pub mod clock;
pub mod input;
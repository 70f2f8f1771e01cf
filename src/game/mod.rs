pub mod judge_queue;
pub mod lane_updater;
pub mod note_manager;
pub mod orchestrator;
pub mod sensor;
pub mod updater;
pub mod usage;
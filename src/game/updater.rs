use crate::game::judge_queue::NoteJudgeQueue;
use crate::game::usage::UsageFlagBank;

pub const UPDATER_COUNT: usize = 8;

/// Shared state an updater may touch while one of its phases runs.
pub struct TickContext<'a> {
    pub queue: &'a mut NoteJudgeQueue,
    pub usage: &'a mut UsageFlagBank,
    /// Timeline position of this phase, in milliseconds.
    pub music_time_ms: f64,
}

/// One lane's worth of note state, driven through the three frame phases.
///
/// The orchestrator never looks inside an updater; it only calls these in
/// a fixed order and reads the self-reported costs for diagnostics.
pub trait NoteUpdater {
    fn initialize(&mut self);
    fn on_update(&mut self, ctx: &mut TickContext<'_>);
    fn on_fixed_update(&mut self, ctx: &mut TickContext<'_>);
    fn on_late_update(&mut self, ctx: &mut TickContext<'_>);

    fn update_elapsed_ms(&self) -> f64 {
        0.0
    }

    fn fixed_update_elapsed_ms(&self) -> f64 {
        0.0
    }

    fn late_update_elapsed_ms(&self) -> f64 {
        0.0
    }
}

/// An updater with no notes. Fills unused lanes.
#[derive(Clone, Copy, Debug, Default)]
pub struct IdleUpdater;

impl NoteUpdater for IdleUpdater {
    fn initialize(&mut self) {}
    fn on_update(&mut self, _ctx: &mut TickContext<'_>) {}
    fn on_fixed_update(&mut self, _ctx: &mut TickContext<'_>) {}
    fn on_late_update(&mut self, _ctx: &mut TickContext<'_>) {}
}
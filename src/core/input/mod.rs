use std::sync::mpsc::Sender;

use log::{debug, warn};

use crate::game::sensor::{AREA_COUNT, SensorArea, SensorStatus};

pub mod router;

pub use router::{GameInputEvent, InputEventRouter, ListenerId};

/* ------------------------- Raw area transitions ------------------------- */

/// One status transition as reported by the input backend.
///
/// `area_id` is the raw hardware ordinal; it may name areas the gameplay
/// path does not handle (reserved or future hardware).
#[derive(Clone, Copy, Debug, PartialEq, Eq)]
pub struct RawAreaEvent {
    pub area_id: u8,
    pub is_button: bool,
    pub old_status: SensorStatus,
    pub new_status: SensorStatus,
}

impl RawAreaEvent {
    #[inline(always)]
    pub const fn area(&self) -> Option<SensorArea> {
        SensorArea::from_ordinal(self.area_id)
    }
}

/// An input backend that reports every area transition to a single handler.
///
/// The backend may run on its own thread; it only holds the sending half of
/// the channel and the frame thread drains the other half.
pub trait AnyAreaFeed {
    /// Installs the handler. Returns `false` if one is already bound.
    fn bind_any_area(&mut self, sink: Sender<RawAreaEvent>) -> bool;
    /// Removes the handler. Returns `false` if none was bound.
    fn unbind_any_area(&mut self) -> bool;
}

/* ------------------------ In-process input manager ------------------------ */

/// Tracks button and sensor status and emits a transition only on change.
#[derive(Debug)]
pub struct InputManager {
    sink: Option<Sender<RawAreaEvent>>,
    button_status: [SensorStatus; AREA_COUNT],
    sensor_status: [SensorStatus; AREA_COUNT],
}

impl Default for InputManager {
    fn default() -> Self {
        Self {
            sink: None,
            button_status: [SensorStatus::Off; AREA_COUNT],
            sensor_status: [SensorStatus::Off; AREA_COUNT],
        }
    }
}

impl InputManager {
    pub fn new() -> Self {
        Self::default()
    }

    #[inline(always)]
    pub const fn is_bound(&self) -> bool {
        self.sink.is_some()
    }

    #[inline(always)]
    pub fn button_status(&self, area: SensorArea) -> SensorStatus {
        self.button_status[area.index()]
    }

    #[inline(always)]
    pub fn sensor_status(&self, area: SensorArea) -> SensorStatus {
        self.sensor_status[area.index()]
    }

    /// Updates a button and reports whether a transition was emitted.
    pub fn set_button(&mut self, area: SensorArea, pressed: bool) -> bool {
        let new_status = SensorStatus::from_pressed(pressed);
        let old_status = std::mem::replace(&mut self.button_status[area.index()], new_status);
        if old_status == new_status {
            return false;
        }
        self.emit(RawAreaEvent {
            area_id: area.ordinal(),
            is_button: true,
            old_status,
            new_status,
        });
        true
    }

    /// Updates a touch sensor and reports whether a transition was emitted.
    pub fn set_sensor(&mut self, area: SensorArea, touched: bool) -> bool {
        let new_status = SensorStatus::from_pressed(touched);
        let old_status = std::mem::replace(&mut self.sensor_status[area.index()], new_status);
        if old_status == new_status {
            return false;
        }
        self.emit(RawAreaEvent {
            area_id: area.ordinal(),
            is_button: false,
            old_status,
            new_status,
        });
        true
    }

    /// Forwards a transition verbatim, including ids with no `SensorArea`.
    pub fn emit(&mut self, ev: RawAreaEvent) {
        let Some(sink) = self.sink.as_ref() else {
            return;
        };
        if sink.send(ev).is_err() {
            // Receiver is gone; behave as unbound from now on.
            debug!("Area handler disconnected; dropping sink.");
            self.sink = None;
        }
    }
}

impl AnyAreaFeed for InputManager {
    fn bind_any_area(&mut self, sink: Sender<RawAreaEvent>) -> bool {
        if self.sink.is_some() {
            warn!("An any-area handler is already bound; ignoring second bind.");
            return false;
        }
        self.sink = Some(sink);
        true
    }

    fn unbind_any_area(&mut self) -> bool {
        self.sink.take().is_some()
    }
}
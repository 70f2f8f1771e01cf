use std::hint::black_box;
use std::time::Instant;

use notejudge::app::demo_chart;
use notejudge::core::input::RawAreaEvent;
use notejudge::game::lane_updater::{DEFAULT_JUDGE_WINDOW_MS, TapLaneUpdater};
use notejudge::game::note_manager::NoteManager;
use notejudge::game::sensor::{LANE_COUNT, SensorStatus};
use notejudge::game::updater::NoteUpdater;

const WARMUP_TICKS: u32 = 2_000;
const TICKS: u32 = 200_000;
const STEP_MS: f64 = 1000.0 / 120.0;

fn build_manager(session_ms: f64) -> NoteManager {
    let lanes: [TapLaneUpdater; LANE_COUNT] = std::array::from_fn(|i| {
        let lane = i as u8 + 1;
        TapLaneUpdater::new(lane, demo_chart(lane, session_ms), DEFAULT_JUDGE_WINDOW_MS)
    });
    let listeners: Vec<_> = lanes.iter().map(TapLaneUpdater::listener).collect();
    let mut nm = NoteManager::new(lanes.map(|lane| Box::new(lane) as Box<dyn NoteUpdater>))
        .with_diagnostics(true);
    for listener in listeners {
        nm.add_listener(listener);
    }
    nm.reset_counter();
    nm.initialize_updater();
    nm
}

fn press(tick: u32) -> RawAreaEvent {
    let lane = (tick % LANE_COUNT as u32) as u8;
    RawAreaEvent {
        area_id: lane,
        is_button: tick % 2 == 0,
        old_status: SensorStatus::Off,
        new_status: SensorStatus::On,
    }
}

fn run_ticks(nm: &mut NoteManager, start: u32, count: u32) -> f64 {
    let mut sum_fixed_ms = 0.0;
    for tick in start..start + count {
        let t = f64::from(tick) * STEP_MS;
        if tick % 3 == 0 {
            nm.dispatch(&press(tick));
        }
        nm.fixed_update(t);
        if tick % 2 == 1 {
            nm.update(t);
            nm.late_update(t);
        }
        sum_fixed_ms += nm.timings().fixed_update_ms;
    }
    sum_fixed_ms
}

fn main() {
    let session_ms = f64::from(WARMUP_TICKS + TICKS) * STEP_MS;
    let mut nm = build_manager(session_ms);

    black_box(run_ticks(&mut nm, 0, WARMUP_TICKS));
    let started = Instant::now();
    let self_reported_ms = black_box(run_ticks(&mut nm, WARMUP_TICKS, TICKS));
    let wall = started.elapsed();

    let per_tick_ns = wall.as_nanos() as f64 / f64::from(TICKS);
    println!("tick_bench: {TICKS} fixed ticks across {LANE_COUNT} lanes");
    println!("  wall:           {:.3} ms", wall.as_secs_f64() * 1000.0);
    println!("  per tick:       {per_tick_ns:.1} ns");
    println!("  updater fixed:  {self_reported_ms:.3} ms (self-reported)");
    println!(
        "  routed/dropped: {}/{}",
        nm.router().dispatched(),
        nm.router().dropped()
    );
    println!("  lane 1 mark:    {:?}", nm.queue().current_note_index(1));
}
use ini::Ini;
use log::{LevelFilter, info, warn};
use std::path::Path;
use std::str::FromStr;
use std::sync::Mutex;

const CONFIG_PATH: &str = "notejudge.ini";

#[derive(Debug, Clone, Copy, PartialEq, Eq)]
pub enum LogLevel {
    Error,
    Warn,
    Info,
    Debug,
    Trace,
}

impl LogLevel {
    const fn as_str(self) -> &'static str {
        match self {
            Self::Error => "Error",
            Self::Warn => "Warn",
            Self::Info => "Info",
            Self::Debug => "Debug",
            Self::Trace => "Trace",
        }
    }

    pub const fn as_level_filter(self) -> LevelFilter {
        match self {
            Self::Error => LevelFilter::Error,
            Self::Warn => LevelFilter::Warn,
            Self::Info => LevelFilter::Info,
            Self::Debug => LevelFilter::Debug,
            Self::Trace => LevelFilter::Trace,
        }
    }
}

impl FromStr for LogLevel {
    type Err = ();

    fn from_str(s: &str) -> Result<Self, Self::Err> {
        match s.trim().to_ascii_lowercase().as_str() {
            "error" => Ok(Self::Error),
            "warn" | "warning" => Ok(Self::Warn),
            "info" => Ok(Self::Info),
            "debug" => Ok(Self::Debug),
            "trace" => Ok(Self::Trace),
            _ => Err(()),
        }
    }
}

#[derive(Debug, Clone, Copy, PartialEq)]
pub struct Config {
    pub log_level: LogLevel,
    /// Fixed (judgment) steps per second.
    pub fixed_step_hz: u32,
    /// Rendered frames per second of the headless session.
    pub target_fps: u32,
    /// Cap on fixed steps run in a single frame; extra backlog is dropped.
    pub max_steps_per_frame: u32,
    /// Simulated length of the headless session.
    pub session_seconds: f32,
    /// Half-width of the tap hit window.
    pub judge_window_ms: f32,
    /// Autoplay presses land this far from the note (negative = early).
    pub autoplay_offset_ms: f32,
    // Sum per-phase updater costs each tick. Defaults to on in debug builds.
    pub phase_timings: bool,
    pub dump_timings_json: bool,
}

impl Default for Config {
    fn default() -> Self {
        Self {
            log_level: LogLevel::Info,
            fixed_step_hz: 120,
            target_fps: 60,
            max_steps_per_frame: 5,
            session_seconds: 30.0,
            judge_window_ms: 150.0,
            autoplay_offset_ms: 0.0,
            phase_timings: cfg!(debug_assertions),
            dump_timings_json: false,
        }
    }
}

// Global, mutable configuration instance.
static CONFIG: std::sync::LazyLock<Mutex<Config>> =
    std::sync::LazyLock::new(|| Mutex::new(Config::default()));

// --- File I/O ---

#[inline(always)]
const fn bool_str(v: bool) -> &'static str {
    if v { "1" } else { "0" }
}

fn parse_bool(v: &str) -> Option<bool> {
    let v = v.trim();
    if v.eq_ignore_ascii_case("true") || v.eq_ignore_ascii_case("yes") || v.eq_ignore_ascii_case("on") {
        Some(true)
    } else if v.eq_ignore_ascii_case("false") || v.eq_ignore_ascii_case("no") || v.eq_ignore_ascii_case("off") {
        Some(false)
    } else {
        v.parse::<u8>().ok().map(|n| n != 0)
    }
}

fn default_ini() -> Ini {
    let default = Config::default();
    let mut conf = Ini::new();
    conf.with_section(Some("Options"))
        .set("LogLevel", default.log_level.as_str())
        .set("FixedStepHz", default.fixed_step_hz.to_string())
        .set("TargetFps", default.target_fps.to_string())
        .set("MaxStepsPerFrame", default.max_steps_per_frame.to_string())
        .set("SessionSeconds", default.session_seconds.to_string())
        .set("JudgeWindowMs", default.judge_window_ms.to_string())
        .set("AutoplayOffsetMs", default.autoplay_offset_ms.to_string());
    conf.with_section(Some("Diagnostics"))
        .set("PhaseTimings", bool_str(default.phase_timings))
        .set("DumpTimingsJson", bool_str(default.dump_timings_json));
    conf
}

fn create_default_config_file() -> Result<(), std::io::Error> {
    info!("'{CONFIG_PATH}' not found, creating with default values.");
    default_ini().write_to_file(CONFIG_PATH)
}

/// Builds a config from parsed INI data, using defaults for missing or bad keys.
pub fn from_ini(conf: &Ini) -> Config {
    let default = Config::default();
    let get = |section: &str, key: &str| conf.get_from(Some(section), key);

    let positive_u32 = |key: &str, fallback: u32| {
        get("Options", key)
            .and_then(|v| v.trim().parse::<u32>().ok())
            .filter(|&v| v > 0)
            .unwrap_or(fallback)
    };
    let finite_f32 = |key: &str, fallback: f32| {
        get("Options", key)
            .and_then(|v| v.trim().parse::<f32>().ok())
            .filter(|v| v.is_finite())
            .unwrap_or(fallback)
    };

    let log_level = match get("Options", "LogLevel") {
        Some(v) => LogLevel::from_str(v).unwrap_or_else(|()| {
            warn!("Unknown LogLevel '{v}', using {}.", default.log_level.as_str());
            default.log_level
        }),
        None => default.log_level,
    };

    Config {
        log_level,
        fixed_step_hz: positive_u32("FixedStepHz", default.fixed_step_hz),
        target_fps: positive_u32("TargetFps", default.target_fps),
        max_steps_per_frame: positive_u32("MaxStepsPerFrame", default.max_steps_per_frame),
        session_seconds: finite_f32("SessionSeconds", default.session_seconds).max(0.0),
        judge_window_ms: finite_f32("JudgeWindowMs", default.judge_window_ms).max(0.0),
        autoplay_offset_ms: finite_f32("AutoplayOffsetMs", default.autoplay_offset_ms),
        phase_timings: get("Diagnostics", "PhaseTimings")
            .and_then(parse_bool)
            .unwrap_or(default.phase_timings),
        dump_timings_json: get("Diagnostics", "DumpTimingsJson")
            .and_then(parse_bool)
            .unwrap_or(default.dump_timings_json),
    }
}

pub fn load() {
    if !Path::new(CONFIG_PATH).exists()
        && let Err(e) = create_default_config_file()
    {
        warn!("Failed to create default config file: {e}");
    }

    match Ini::load_from_file(CONFIG_PATH) {
        Ok(conf) => {
            *CONFIG.lock().unwrap() = from_ini(&conf);
            info!("Configuration loaded from '{CONFIG_PATH}'.");
        }
        Err(e) => {
            warn!("Failed to load '{CONFIG_PATH}': {e}. Using default values.");
        }
    }
}

pub fn get() -> Config {
    *CONFIG.lock().unwrap()
}

#[cfg(test)]
mod tests {
    use super::{Config, LogLevel, default_ini, from_ini, parse_bool};
    use ini::Ini;

    #[test]
    fn default_file_round_trips_to_defaults() {
        let conf = default_ini();
        assert_eq!(from_ini(&conf), Config::default());
    }

    #[test]
    fn bad_values_fall_back_per_key() {
        let conf = Ini::load_from_str(
            "[Options]\nLogLevel=loud\nFixedStepHz=0\nTargetFps=144\nJudgeWindowMs=NaN\n\
             [Diagnostics]\nPhaseTimings=yes\nDumpTimingsJson=maybe\n",
        )
        .expect("ini text should parse");
        let cfg = from_ini(&conf);
        let default = Config::default();
        assert_eq!(cfg.log_level, default.log_level);
        assert_eq!(cfg.fixed_step_hz, default.fixed_step_hz);
        assert_eq!(cfg.target_fps, 144);
        assert!((cfg.judge_window_ms - default.judge_window_ms).abs() < f32::EPSILON);
        assert!(cfg.phase_timings);
        assert_eq!(cfg.dump_timings_json, default.dump_timings_json);
    }

    #[test]
    fn log_level_parsing_is_case_insensitive() {
        assert_eq!(" DEBUG ".parse::<LogLevel>(), Ok(LogLevel::Debug));
        assert_eq!("warning".parse::<LogLevel>(), Ok(LogLevel::Warn));
        assert!("verbose".parse::<LogLevel>().is_err());
    }

    #[test]
    fn bool_values_accept_words_and_numbers() {
        assert_eq!(parse_bool("On"), Some(true));
        assert_eq!(parse_bool("0"), Some(false));
        assert_eq!(parse_bool("2"), Some(true));
        assert_eq!(parse_bool("sometimes"), None);
    }
}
==============================
[To do]
The reply should hold only the lines from the first line of the listing above through the line with "pub const UPDATER_COUNT: usize = 8;", each copied exactly.

[Reply to the task]
pub mod clock;
pub mod input;
repository 70f2f8f1771e01cf
filename src/game/mod.rs
pub mod judge_queue;
pub mod lane_updater;
pub mod note_manager;
pub mod orchestrator;
pub mod sensor;
pub mod updater;
pub mod usage;
filename src/game/updater.rs
use crate::game::judge_queue::NoteJudgeQueue;
use crate::game::usage::UsageFlagBank;

pub const UPDATER_COUNT: usize = 8;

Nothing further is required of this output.